Lets see usage of delegation in depth

Delegation in Rails

In ruby on rails Delegation provide us a fine way over dot-magic. Using delegation it is easy to access associated object’s attributes. Delegation is a feature Rails introduced in it’s 2.2 version.The concept of delegation is to take some methods and send them off to another object to be processed.Delegate simply delegates a method to another class.This is useful if you have a lot of cases where you are referring to fields in associated classes.

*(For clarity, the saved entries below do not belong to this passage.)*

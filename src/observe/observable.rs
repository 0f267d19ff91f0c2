//! Observable capability - named, watchable fields.
//!
//! A pipeline's live references point at fields of observables. Identity
//! matters here: dependency dedup and widget collection key on the
//! *instance* (via [`ObservableId`]) plus the field name, never on value
//! equality.

use std::cell::Cell;
use std::rc::Rc;

use crate::error::Result;
use crate::value::Value;

// =============================================================================
// Identity
// =============================================================================

/// Process-unique identity of an observable instance.
#[derive(Debug, Clone, Copy, PartialEq, Eq, Hash)]
pub struct ObservableId(u64);

thread_local! {
    /// Counter for generating observable identities.
    static NEXT_OBSERVABLE_ID: Cell<u64> = const { Cell::new(1) };
}

/// Allocate a fresh identity. Called by observable implementations at
/// construction time.
pub fn next_observable_id() -> ObservableId {
    NEXT_OBSERVABLE_ID.with(|next| {
        let id = next.get();
        next.set(id + 1);
        ObservableId(id)
    })
}

/// Token identifying one watch registration, used to unregister it.
#[derive(Debug, Clone, Copy, PartialEq, Eq, Hash)]
pub struct WatchToken(pub u64);

/// Watch callback; invoked synchronously with the names of the fields that
/// changed.
pub type WatchCallback = Rc<dyn Fn(&[String])>;

// =============================================================================
// Observable trait
// =============================================================================

/// Something with named observable fields.
///
/// Implementations are single-threaded (interior mutability, no locking)
/// and must invoke watch callbacks synchronously, after the field value has
/// been updated, before returning to the caller.
pub trait Observable {
    /// Stable per-instance identity.
    fn id(&self) -> ObservableId;

    /// Field names, in declaration order.
    fn field_names(&self) -> Vec<String>;

    /// Live read of a field.
    fn get_field(&self, name: &str) -> Result<Value>;

    /// Replace a field value, notifying watchers when it actually changed.
    fn set_field(&self, name: &str, value: Value) -> Result<()>;

    /// Register a callback for changes to any of `names`.
    fn watch(&self, names: &[String], callback: WatchCallback) -> WatchToken;

    /// Remove a previous registration. Unknown tokens are ignored.
    fn unwatch(&self, token: WatchToken);

    fn has_field(&self, name: &str) -> bool {
        self.field_names().iter().any(|n| n == name)
    }
}

/// Shared handle to an observable.
pub type ObservableRc = Rc<dyn Observable>;

// =============================================================================
// Field references
// =============================================================================

/// A live reference to one observable field: `(owner identity, name)`.
#[derive(Clone)]
pub struct FieldRef {
    owner: ObservableRc,
    name: String,
}

impl FieldRef {
    pub fn new(owner: ObservableRc, name: impl Into<String>) -> Self {
        Self {
            owner,
            name: name.into(),
        }
    }

    pub fn owner(&self) -> &ObservableRc {
        &self.owner
    }

    pub fn name(&self) -> &str {
        &self.name
    }

    /// Live read of the referenced field.
    pub fn get(&self) -> Result<Value> {
        self.owner.get_field(&self.name)
    }

    /// Write through to the referenced field.
    pub fn set(&self, value: Value) -> Result<()> {
        self.owner.set_field(&self.name, value)
    }
}

impl PartialEq for FieldRef {
    fn eq(&self, other: &Self) -> bool {
        self.owner.id() == other.owner.id() && self.name == other.name
    }
}

impl std::fmt::Debug for FieldRef {
    fn fmt(&self, f: &mut std::fmt::Formatter<'_>) -> std::fmt::Result {
        write!(f, "FieldRef({:?}.{})", self.owner.id(), self.name)
    }
}

// =============================================================================
// Dedup / grouping helpers
// =============================================================================

/// Append `r` to `out` unless an identical reference (same owner identity,
/// same name) is already present. Preserves first-seen order.
pub(crate) fn push_unique(out: &mut Vec<FieldRef>, r: &FieldRef) {
    if !out.iter().any(|existing| existing == r) {
        out.push(r.clone());
    }
}

/// Group references per distinct owner so one change event produces one
/// callback covering all of that owner's relevant fields.
pub(crate) fn group_by_owner(refs: &[FieldRef]) -> Vec<(ObservableRc, Vec<String>)> {
    let mut groups: Vec<(ObservableRc, Vec<String>)> = Vec::new();
    for r in refs {
        match groups.iter_mut().find(|(o, _)| o.id() == r.owner().id()) {
            Some((_, names)) => {
                if !names.iter().any(|n| n == r.name()) {
                    names.push(r.name().to_string());
                }
            }
            None => groups.push((r.owner().clone(), vec![r.name().to_string()])),
        }
    }
    groups
}

// =============================================================================
// Tests
// =============================================================================

#[cfg(test)]
mod tests {
    use super::*;
    use crate::observe::Param;

    #[test]
    fn test_ids_are_unique() {
        let a = next_observable_id();
        let b = next_observable_id();
        assert_ne!(a, b);
    }

    #[test]
    fn test_field_ref_identity_equality() {
        let p = Param::new([("x", Value::Int(1)), ("y", Value::Int(2))]);
        let q = Param::new([("x", Value::Int(1))]);

        let px: FieldRef = p.field_ref("x").unwrap();
        let px2: FieldRef = p.field_ref("x").unwrap();
        let py: FieldRef = p.field_ref("y").unwrap();
        let qx: FieldRef = q.field_ref("x").unwrap();

        assert_eq!(px, px2);
        assert_ne!(px, py);
        // Same name and value on a different instance is a different ref.
        assert_ne!(px, qx);
    }

    #[test]
    fn test_push_unique_and_grouping() {
        let p = Param::new([("x", Value::Int(1)), ("y", Value::Int(2))]);
        let q = Param::new([("value", Value::Int(3))]);

        let mut refs = Vec::new();
        push_unique(&mut refs, &p.field_ref("x").unwrap());
        push_unique(&mut refs, &q.field_ref("value").unwrap());
        push_unique(&mut refs, &p.field_ref("x").unwrap());
        push_unique(&mut refs, &p.field_ref("y").unwrap());
        assert_eq!(refs.len(), 3);

        let groups = group_by_owner(&refs);
        assert_eq!(groups.len(), 2);
        assert_eq!(groups[0].1, vec!["x".to_string(), "y".to_string()]);
        assert_eq!(groups[1].1, vec!["value".to_string()]);
    }
}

Let me explain this with a brief example:

Suppose you have a User class for anyone registered on your site, and a Consumer class for those who have actually placed orders:

class User < ActiveRecord::Base
  belongs_to :consumer
end

class Consumer < ActiveRecord::Base
  has_one :user
end

As for now, if you are in a Consumer instance, you can get their User information doing @consumer.user.name, or @consumer.user.email. Delegation allows you to simplify this:

class User < ActiveRecord::Base
  belongs_to :consumer
end

class Consumer < ActiveRecord::Base
  has_one :user
  delegate :name,:email,:to => :user
end

Now you can refer to @consumer.name and @consumer.email to retrieve and set values for those attributes directly.

This is all well and good if you can be sure that there will always be a user for any given consumer. If consumer’s user is nil and name is called, however, an exception will be raised (because nil.name is undefined). There’s a new feature in Rails 2.2 that relate to delegation and using a prefix for delegated methods also you can set default value by extending delegate method

Delegate with default

class Consumer < ActiveRecord::Base
  has_one :user
  delegate :name,:to => :user, :default => "Sapna Prajapati"
end

Delegate with prefixes

Delegate prefixes just appeared in edge Rails and will work in Rails 2.2. If you delegate behavior from one class to another, you can now specify a prefix that will be used to identify the delegated methods. For example:

class User < ActiveRecord::Base
  belongs_to :consumer
end

class Consumer < ActiveRecord::Base
  has_one :user
  delegate :name,:email,:to => :user ,prefix => true
end

This will produce delegated methods @consumer.user_name and @consumer.user_email.

The problem is if you refactor user or consumer , you’ll have to go back and fix all the places you did this access chaining as well. Means if you rename the user class, you’re almost always going to want to rename that prefix too.But delegates provide custom prefixes so you will end up to change.

Delegate with custom prefixes

class User < ActiveRecord::Base
  belongs_to :consumer
end

class Consumer < ActiveRecord::Base
  has_one :user
  delegate :name,:email,:to => :user ,prefix => :owner
end

This will produce delegated methods @consumer.owner_name and consumer.owner_email.